The New Year officially welcomed a new parish to the Oakland diocese on Jan. 1.
Divine Mercy Parish is a union of two Oakland churches, St. Lawrence O’Toole-St. Cyril at 3725 High St., and St. Paschal Baylon, 3700 Dorisa Ave. St. Lawrence O’Toole-St. Cyril was formed in 2001, combining separate, older parishes.
Similar to other unified parishes, two separate campuses remain on High Street and Dorisa Avenue. In Alameda, St. Philip Neri and St. Albert the Great combined administration in 2011; Our Lady of Guadalupe in Fremont combined St. Leonard and Santa Paula; and the Catholic Community of Pleasanton operates St. Augustine and St. Elizabeth Seton.
At Divine Mercy, worship — Masses, Sacraments, religious and other events — will be held at the separate sites. There is one parish office, one rectory, one parish council, one finance council, one music ministry. For reasons of economy and efficiency, administrative operations are combined, in this case on High Street.
Combining the existing three names into one for the new parish would be unwieldy, so parishioners submitted names. Divine Mercy was the most popular — and the new name was announced at a parish picnic on Sept. 30.
The union brings together about 100 families from St. Paschal Baylon and 900 families from St. Lawrence O’Toole-St. Cyril.
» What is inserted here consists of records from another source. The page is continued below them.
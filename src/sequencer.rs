//! # Sequencer
//! The control loop of the timer, written as an explicit state machine.
//!
//! ```text
//!            start               remaining == 0
//! Editing ──────────► Counting ─────────────────► Alarming
//!    ▲  │ reset          │ reset                     │ done / button
//!    │  ▼                ▼                           │
//!    └── Resetting ◄─────┴───────────────────────────┘
//! ```
//!
//! Each call to [`Sequencer::step`] does one unit of work of the current phase and ends with at most one wait of the
//! duration configured for that phase. Inputs are only read between waits, so the time the timer is blind to a button
//! is the wait of the phase it is in: a countdown tick while counting, one pulse while the alarm sounds.
use crate::alarm::AlarmSignal;
use crate::config::{TimerConfig, as_delay_ms};
use crate::error::Error;
use crate::input::{InputSnapshot, InputSource};
use crate::presenter::{Presenter, TextDisplay};
use crate::state::TimerState;
use core::convert::Infallible;
use embedded_hal::digital::OutputPin;
use embedded_hal_async::delay::DelayNs;

/// The phases of the timer
#[derive(Debug, Clone, Copy, PartialEq, Eq)]
#[cfg_attr(feature = "defmt", derive(defmt::Format))]
pub enum Phase {
    /// The user sets minutes and seconds. Initial phase, and where every cycle returns to.
    Editing,
    /// Counting down, `remaining` seconds still to go
    Counting {
        /// Seconds left, including the one about to be displayed
        remaining: u16,
    },
    /// The countdown expired, the buzzer sounds
    Alarming,
    /// Back to 00:00 after a finished or cancelled countdown
    Resetting,
}

impl Phase {
    /// Name of the phase without its data
    pub const fn name(self) -> &'static str {
        match self {
            Self::Editing => "Editing",
            Self::Counting { .. } => "Counting",
            Self::Alarming => "Alarming",
            Self::Resetting => "Resetting",
        }
    }
}

/// Owns the timer state and all peripherals and runs the timer on them.
pub struct Sequencer<I, D, B, T> {
    /// Buttons and rotary encoder
    inputs: I,
    /// The character display
    presenter: Presenter<D>,
    /// The buzzer
    alarm: AlarmSignal<B>,
    /// Source of all waits
    delay: T,
    /// Timing parameters
    config: TimerConfig,
    /// The values being set
    state: TimerState,
    /// Where in the cycle we are
    phase: Phase,
    /// The inputs as read by the previous poll, to find button presses and rotary movement
    last_input: InputSnapshot,
}

impl<I, D, B, T> Sequencer<I, D, B, T>
where
    I: InputSource,
    D: TextDisplay,
    B: OutputPin,
    T: DelayNs,
{
    /// Create a new `Sequencer`. The buzzer line is put into its idle level, nothing else is touched until
    /// [`begin`](Self::begin).
    pub fn new(inputs: I, display: D, buzzer: B, delay: T, config: TimerConfig) -> Result<Self, Error> {
        Ok(Self {
            inputs,
            presenter: Presenter::new(display),
            alarm: AlarmSignal::new(buzzer, config.alarm)?,
            delay,
            config,
            state: TimerState::new(),
            phase: Phase::Editing,
            last_input: InputSnapshot::default(),
        })
    }

    /// The current phase
    pub const fn phase(&self) -> Phase {
        self.phase
    }

    /// The values being set
    pub const fn state(&self) -> &TimerState {
        &self.state
    }

    /// Run the timer. Only returns if a peripheral fails.
    pub async fn run(&mut self) -> Result<Infallible, Error> {
        self.begin()?;
        loop {
            self.step().await?;
        }
    }

    /// Show the initial editing screen and take the first input reading. Buttons held at this point count as
    /// pressed only after they were released once.
    pub fn begin(&mut self) -> Result<(), Error> {
        info!("sequencer: begin, config {}", self.config);
        self.phase = Phase::Editing;
        self.last_input = self.inputs.snapshot()?;
        self.show_editing()
    }

    /// Run one unit of work of the current phase, returns the phase that follows
    pub async fn step(&mut self) -> Result<Phase, Error> {
        let next = match self.phase {
            Phase::Editing => self.edit().await?,
            Phase::Counting { remaining } => self.count(remaining).await?,
            Phase::Alarming => self.sound_alarm().await?,
            Phase::Resetting => self.reset()?,
        };
        if next.name() != self.phase.name() {
            info!("sequencer: {} -> {}", self.phase.name(), next.name());
        }
        self.phase = next;
        Ok(next)
    }

    /// One poll while the user sets the timer
    async fn edit(&mut self) -> Result<Phase, Error> {
        let input = self.inputs.snapshot()?;
        let presses = input.presses_since(&self.last_input);
        let moved = input.rotary_change(&self.last_input);
        self.last_input = input;

        if presses.reset {
            return Ok(Phase::Resetting);
        }

        // a turn goes to the field that was edited while it happened, even if mode was pressed in the same poll
        if let Some(value) = moved {
            self.state.set_edited_field(value);
            self.show_editing()?;
        }

        if presses.mode {
            self.state.toggle_mode();
            debug!("editing minutes: {}", self.state.editing_minutes());
            self.show_editing()?;
            self.delay.delay_ms(as_delay_ms(self.config.debounce)).await;
        }

        if presses.start {
            let total = self.state.total_seconds();
            info!("countdown from {} s", total);
            return Ok(Phase::Counting { remaining: total });
        }

        self.delay.delay_ms(as_delay_ms(self.config.poll_interval)).await;
        Ok(Phase::Editing)
    }

    /// One countdown tick
    async fn count(&mut self, remaining: u16) -> Result<Phase, Error> {
        if self.inputs.read_reset()? {
            info!("countdown cancelled with {} s left", remaining);
            self.presenter.show_reset()?;
            self.delay.delay_ms(as_delay_ms(self.config.cancel_pause)).await;
            return Ok(Phase::Resetting);
        }

        let (minutes, seconds) = split_minutes(remaining);
        self.presenter.show_countdown(minutes, seconds)?;

        // the alarm follows the last tick right away
        if remaining == 0 {
            return Ok(Phase::Alarming);
        }

        self.delay.delay_ms(as_delay_ms(self.config.tick)).await;
        Ok(Phase::Counting {
            remaining: remaining - 1,
        })
    }

    /// Tell the user the time is up and sound the buzzer until it gives up or a button stops it
    async fn sound_alarm(&mut self) -> Result<Phase, Error> {
        self.presenter.show_expired()?;
        let inputs = &mut self.inputs;
        let outcome = self
            .alarm
            .sound(&mut self.delay, || Ok(inputs.read_start()? || inputs.read_reset()?))
            .await?;
        debug!("alarm outcome: {}", outcome);
        Ok(Phase::Resetting)
    }

    /// Back to 00:00, editing minutes
    fn reset(&mut self) -> Result<Phase, Error> {
        self.state.reset();
        self.show_editing()?;

        // A button still held from stopping the alarm or cancelling must not count as a new press. The rotary value
        // stays the one last seen while editing, so a turn made during the countdown is picked up by the next poll.
        let rotary = self.last_input.rotary;
        self.last_input = InputSnapshot {
            rotary,
            ..self.inputs.snapshot()?
        };
        Ok(Phase::Editing)
    }

    /// Show the editing screen for the current state
    fn show_editing(&mut self) -> Result<(), Error> {
        self.presenter
            .show_editing(self.state.minutes(), self.state.seconds(), self.state.editing_minutes())
    }
}

/// Split seconds into (minutes, seconds)
fn split_minutes(total: u16) -> (u8, u8) {
    let minutes = u8::try_from(total / 60).unwrap_or(u8::MAX);
    let seconds = u8::try_from(total % 60).unwrap_or(u8::MAX);
    (minutes, seconds)
}
use crate::{
    auth::auth::AuthUser,
    error::{AppError, AppResult},
    model::task::{Priority, Task, TaskRow, TaskStats, TaskStatus},
    models::MessageResponse,
    utils::db_utils::{build_update_sql, execute_update},
};
use actix_web::{HttpResponse, Responder, web};
use chrono::NaiveDate;
use serde::Deserialize;
use serde_json::Value;
use sqlx::MySqlPool;
use tracing::{debug, error, info};
use utoipa::{IntoParams, ToSchema};

pub(crate) const TASK_SELECT: &str = r#"
    SELECT t.id, t.title, t.description, t.assigned_to, t.created_by,
           t.start_date, t.due_date, t.priority, t.status, t.work_link,
           t.leader_comments, t.review_notes, t.created_at, t.updated_at,
           a.full_name AS assignee_name, a.email AS assignee_email,
           c.full_name AS creator_name
    FROM tasks t
    LEFT JOIN users a ON a.id = t.assigned_to
    LEFT JOIN users c ON c.id = t.created_by
"#;

const EDITABLE_COLUMNS: &[&str] = &[
    "title",
    "description",
    "assigned_to",
    "start_date",
    "due_date",
    "priority",
    "work_link",
    "leader_comments",
];

#[derive(Debug, Deserialize, ToSchema)]
pub struct CreateTaskReq {
    #[schema(example = "Build login page")]
    pub title: String,
    #[schema(example = "Email + password form wired to /auth/login")]
    pub description: Option<String>,
    #[schema(example = 3)]
    pub assigned_to: u64,
    #[schema(value_type = String, example = "2025-03-10")]
    pub start_date: NaiveDate,
    #[schema(value_type = String, example = "2025-03-14")]
    pub due_date: NaiveDate,
    pub priority: Option<Priority>,
    #[schema(example = "https://github.com/acme/portal")]
    pub work_link: Option<String>,
    pub leader_comments: Option<String>,
}

#[derive(Debug, Deserialize, IntoParams)]
pub struct TaskListQuery {
    /// one of assigned, in_progress, submitted, under_review, completed
    #[param(example = "in_progress")]
    pub status: Option<String>,
}

#[derive(Debug, Deserialize, ToSchema)]
pub struct StatusChangeReq {
    pub status: TaskStatus,
}

fn blank_to_none(value: &Option<String>) -> Option<&str> {
    value.as_deref().map(str::trim).filter(|v| !v.is_empty())
}

fn validate_dates(start: NaiveDate, due: NaiveDate) -> AppResult<()> {
    if start > due {
        return Err(AppError::validation("Start date cannot be after due date"));
    }
    Ok(())
}

fn validate_new_task(task: &CreateTaskReq) -> AppResult<()> {
    if task.title.trim().is_empty() {
        return Err(AppError::validation("Task title is required"));
    }
    validate_dates(task.start_date, task.due_date)
}

fn parse_status_filter(raw: Option<&str>) -> AppResult<Option<TaskStatus>> {
    raw.map(str::trim)
        .filter(|s| !s.is_empty())
        .map(|s| {
            s.parse::<TaskStatus>()
                .map_err(|_| AppError::validation(format!("Unknown task status '{}'", s)))
        })
        .transpose()
}

/// Field-level checks on an edit payload that the column whitelist alone
/// does not cover.
fn validate_edit(payload: &Value) -> AppResult<()> {
    if let Some(title) = payload.get("title") {
        match title.as_str() {
            Some(t) if !t.trim().is_empty() => {}
            _ => return Err(AppError::validation("Task title is required")),
        }
    }

    if let Some(priority) = payload.get("priority") {
        let ok = priority
            .as_str()
            .map(|p| p.parse::<Priority>().is_ok())
            .unwrap_or(false);
        if !ok {
            return Err(AppError::validation("Priority must be low, medium or high"));
        }
    }

    if let Some(assignee) = payload.get("assigned_to") {
        if assignee.as_u64().is_none() {
            return Err(AppError::validation("assigned_to must be a user id"));
        }
    }

    for column in ["start_date", "due_date"] {
        if let Some(value) = payload.get(column) {
            let ok = value
                .as_str()
                .map(|d| NaiveDate::parse_from_str(d, "%Y-%m-%d").is_ok())
                .unwrap_or(false);
            if !ok {
                return Err(AppError::validation(format!("{} must be YYYY-MM-DD", column)));
            }
        }
    }

    Ok(())
}

fn date_field(payload: &Value, column: &str) -> Option<NaiveDate> {
    payload
        .get(column)
        .and_then(Value::as_str)
        .and_then(|d| NaiveDate::parse_from_str(d, "%Y-%m-%d").ok())
}

fn task_list_sql(scope_column: &str, filter_by_status: bool) -> String {
    let mut sql = format!("{TASK_SELECT} WHERE {scope_column} = ?");
    if filter_by_status {
        sql.push_str(" AND t.status = ?");
    }
    sql.push_str(" ORDER BY t.created_at DESC, t.id DESC");
    sql
}

/// Status writes are conditioned on the status that was read; zero rows
/// means someone moved the task in between.
pub(crate) fn ensure_status_written(rows_affected: u64) -> AppResult<()> {
    if rows_affected == 0 {
        return Err(AppError::conflict("Task status changed, reload and retry"));
    }
    Ok(())
}

pub(crate) async fn find_task(pool: &MySqlPool, task_id: u64) -> AppResult<TaskRow> {
    let sql = format!("{TASK_SELECT} WHERE t.id = ?");
    sqlx::query_as::<_, TaskRow>(&sql)
        .bind(task_id)
        .fetch_optional(pool)
        .await?
        .ok_or_else(|| AppError::not_found("Task not found"))
}

/// Loads a task the caller created or is assigned to.
pub(crate) async fn find_visible_task(
    pool: &MySqlPool,
    task_id: u64,
    auth: &AuthUser,
) -> AppResult<TaskRow> {
    let task = find_task(pool, task_id).await?;
    if !task.is_visible_to(auth.user_id) {
        return Err(AppError::forbidden("You do not have access to this task"));
    }
    Ok(task)
}

pub(crate) fn require_creator(task: &TaskRow, auth: &AuthUser) -> AppResult<()> {
    auth.require_leader()?;
    if task.created_by != auth.user_id {
        return Err(AppError::forbidden("Only the task creator can do this"));
    }
    Ok(())
}

pub(crate) fn require_assignee(task: &TaskRow, auth: &AuthUser) -> AppResult<()> {
    auth.require_intern()?;
    if task.assigned_to != auth.user_id {
        return Err(AppError::forbidden("Task is not assigned to you"));
    }
    Ok(())
}

async fn ensure_active_intern(pool: &MySqlPool, user_id: u64) -> AppResult<()> {
    let is_intern = sqlx::query_scalar::<_, i64>(
        "SELECT CAST(EXISTS(SELECT 1 FROM users WHERE id = ? AND role_id = 2 AND is_active = TRUE) AS SIGNED)",
    )
    .bind(user_id)
    .fetch_one(pool)
    .await?;

    if is_intern == 0 {
        return Err(AppError::validation("Assignee must be an active intern"));
    }
    Ok(())
}

/// Create a task and assign it to an intern
#[utoipa::path(
    post,
    path = "/api/tasks",
    request_body = CreateTaskReq,
    responses(
        (status = 201, description = "Task created", body = Task),
        (status = 400, description = "Invalid task", body = MessageResponse),
        (status = 403, description = "Leaders only")
    ),
    security(("bearer_auth" = [])),
    tag = "Tasks"
)]
pub async fn create_task(
    auth: AuthUser,
    payload: web::Json<CreateTaskReq>,
    pool: web::Data<MySqlPool>,
) -> AppResult<impl Responder> {
    auth.require_leader()?;
    validate_new_task(&payload)?;
    ensure_active_intern(pool.get_ref(), payload.assigned_to).await?;

    let priority = payload.priority.unwrap_or_default();

    let result = sqlx::query(
        r#"
        INSERT INTO tasks
            (title, description, assigned_to, created_by, start_date, due_date,
             priority, status, work_link, leader_comments)
        VALUES (?, ?, ?, ?, ?, ?, ?, ?, ?, ?)
        "#,
    )
    .bind(payload.title.trim())
    .bind(blank_to_none(&payload.description))
    .bind(payload.assigned_to)
    .bind(auth.user_id)
    .bind(payload.start_date)
    .bind(payload.due_date)
    .bind(priority.as_ref())
    .bind(TaskStatus::Assigned.as_ref())
    .bind(blank_to_none(&payload.work_link))
    .bind(blank_to_none(&payload.leader_comments))
    .execute(pool.get_ref())
    .await
    .map_err(|e| {
        error!(error = %e, leader_id = auth.user_id, "Failed to create task");
        e
    })?;

    let task = find_task(pool.get_ref(), result.last_insert_id()).await?;
    info!(task_id = task.id, assigned_to = task.assigned_to, "Task created");

    Ok(HttpResponse::Created().json(task.into_task()))
}

/// Tasks the caller created (leader) or is assigned (intern), newest first
#[utoipa::path(
    get,
    path = "/api/tasks",
    params(TaskListQuery),
    responses(
        (status = 200, description = "Task list", body = Vec<Task>),
        (status = 400, description = "Unknown status filter")
    ),
    security(("bearer_auth" = [])),
    tag = "Tasks"
)]
pub async fn list_tasks(
    auth: AuthUser,
    query: web::Query<TaskListQuery>,
    pool: web::Data<MySqlPool>,
) -> AppResult<impl Responder> {
    let status = parse_status_filter(query.status.as_deref())?;
    let scope_column = if auth.is_leader() { "t.created_by" } else { "t.assigned_to" };

    let sql = task_list_sql(scope_column, status.is_some());

    let mut q = sqlx::query_as::<_, TaskRow>(&sql).bind(auth.user_id);
    if let Some(status) = status {
        q = q.bind(status.to_string());
    }

    let rows = q.fetch_all(pool.get_ref()).await?;
    debug!(count = rows.len(), "Tasks fetched");

    let tasks: Vec<Task> = rows.into_iter().map(TaskRow::into_task).collect();
    Ok(HttpResponse::Ok().json(tasks))
}

/// Per-status counts over the caller's tasks
#[utoipa::path(
    get,
    path = "/api/tasks/stats",
    responses((status = 200, description = "Counts per status", body = TaskStats)),
    security(("bearer_auth" = [])),
    tag = "Tasks"
)]
pub async fn task_stats(auth: AuthUser, pool: web::Data<MySqlPool>) -> AppResult<impl Responder> {
    let scope_column = if auth.is_leader() { "created_by" } else { "assigned_to" };
    let sql = format!("SELECT status, COUNT(*) FROM tasks WHERE {scope_column} = ? GROUP BY status");

    let rows = sqlx::query_as::<_, (String, i64)>(&sql)
        .bind(auth.user_id)
        .fetch_all(pool.get_ref())
        .await?;

    Ok(HttpResponse::Ok().json(TaskStats::from_counts(rows)))
}

/// Task detail
#[utoipa::path(
    get,
    path = "/api/tasks/{id}",
    params(("id" = u64, Path, description = "Task id")),
    responses(
        (status = 200, description = "Task", body = Task),
        (status = 403, description = "Not your task"),
        (status = 404, description = "Task not found")
    ),
    security(("bearer_auth" = [])),
    tag = "Tasks"
)]
pub async fn get_task(
    auth: AuthUser,
    path: web::Path<u64>,
    pool: web::Data<MySqlPool>,
) -> AppResult<impl Responder> {
    let task = find_visible_task(pool.get_ref(), path.into_inner(), &auth).await?;
    Ok(HttpResponse::Ok().json(task.into_task()))
}

/// Partial edit; only whitelisted columns may be changed
#[utoipa::path(
    put,
    path = "/api/tasks/{id}",
    params(("id" = u64, Path, description = "Task id")),
    request_body(content = Object, example = json!({
        "title": "Build login page (v2)",
        "due_date": "2025-03-18",
        "priority": "high"
    })),
    responses(
        (status = 200, description = "Updated task", body = Task),
        (status = 400, description = "Invalid payload", body = MessageResponse),
        (status = 403, description = "Only the creator can edit"),
        (status = 404, description = "Task not found")
    ),
    security(("bearer_auth" = [])),
    tag = "Tasks"
)]
pub async fn update_task(
    auth: AuthUser,
    path: web::Path<u64>,
    payload: web::Json<Value>,
    pool: web::Data<MySqlPool>,
) -> AppResult<impl Responder> {
    auth.require_leader()?;

    let task_id = path.into_inner();
    let update = build_update_sql("tasks", &payload, EDITABLE_COLUMNS, "id", task_id)?;
    validate_edit(&payload)?;

    let current = find_task(pool.get_ref(), task_id).await?;
    require_creator(&current, &auth)?;

    let start = date_field(&payload, "start_date").unwrap_or(current.start_date);
    let due = date_field(&payload, "due_date").unwrap_or(current.due_date);
    validate_dates(start, due)?;

    if let Some(assignee) = payload.get("assigned_to").and_then(Value::as_u64) {
        ensure_active_intern(pool.get_ref(), assignee).await?;
    }

    debug!(sql = %update.sql, "Executing task update");
    execute_update(pool.get_ref(), update).await.map_err(|e| {
        error!(error = %e, task_id, "Task update failed");
        e
    })?;

    let task = find_task(pool.get_ref(), task_id).await?;
    Ok(HttpResponse::Ok().json(task.into_task()))
}

/// Delete a task together with its submissions and time logs
#[utoipa::path(
    delete,
    path = "/api/tasks/{id}",
    params(("id" = u64, Path, description = "Task id")),
    responses(
        (status = 200, description = "Task deleted", body = MessageResponse),
        (status = 403, description = "Only the creator can delete"),
        (status = 404, description = "Task not found")
    ),
    security(("bearer_auth" = [])),
    tag = "Tasks"
)]
pub async fn delete_task(
    auth: AuthUser,
    path: web::Path<u64>,
    pool: web::Data<MySqlPool>,
) -> AppResult<impl Responder> {
    auth.require_leader()?;

    let task_id = path.into_inner();
    let task = find_task(pool.get_ref(), task_id).await?;
    require_creator(&task, &auth)?;

    sqlx::query("DELETE FROM tasks WHERE id = ?")
        .bind(task_id)
        .execute(pool.get_ref())
        .await?;

    info!(task_id, "Task deleted");
    Ok(HttpResponse::Ok().json(MessageResponse::new("Task deleted")))
}

/// Move a task along its workflow
#[utoipa::path(
    put,
    path = "/api/tasks/{id}/status",
    params(("id" = u64, Path, description = "Task id")),
    request_body = StatusChangeReq,
    responses(
        (status = 200, description = "Updated task", body = Task),
        (status = 400, description = "Transition not allowed", body = MessageResponse),
        (status = 403, description = "Not your task"),
        (status = 404, description = "Task not found"),
        (status = 409, description = "Status changed concurrently", body = MessageResponse)
    ),
    security(("bearer_auth" = [])),
    tag = "Tasks"
)]
pub async fn update_status(
    auth: AuthUser,
    path: web::Path<u64>,
    payload: web::Json<StatusChangeReq>,
    pool: web::Data<MySqlPool>,
) -> AppResult<impl Responder> {
    let task_id = path.into_inner();
    let next = payload.status;

    let task = find_task(pool.get_ref(), task_id).await?;
    if auth.is_leader() {
        require_creator(&task, &auth)?;
    } else {
        require_assignee(&task, &auth)?;
    }

    let current = task
        .status()
        .ok_or_else(|| AppError::Internal(format!("Task {} has unknown status", task_id)))?;

    if !current.can_transition(next, auth.role) {
        return Err(AppError::validation(format!(
            "Cannot move task from {} to {}",
            current, next
        )));
    }

    let result = sqlx::query("UPDATE tasks SET status = ? WHERE id = ? AND status = ?")
        .bind(next.as_ref())
        .bind(task_id)
        .bind(current.as_ref())
        .execute(pool.get_ref())
        .await?;

    ensure_status_written(result.rows_affected())?;

    info!(task_id, from = %current, to = %next, "Task status changed");

    let task = find_task(pool.get_ref(), task_id).await?;
    Ok(HttpResponse::Ok().json(task.into_task()))
}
So, in the course of less than twenty years, three parishes have become one. So much for growth.
Let’s also look at the migration patterns of the city of Oakland. Many are moving to the burbs, in addition to the fact that attendance is down. It has to be uneconomical to run a parish with only 100 families. The norm is more like 1,500-3,000 nationwide.
Well, since about 90% of Catholic young adults leave the Church these days and with Catholic baby boomers all dying out over the next twenty years, you can expect this sort of consolidation to accelerate all over the country.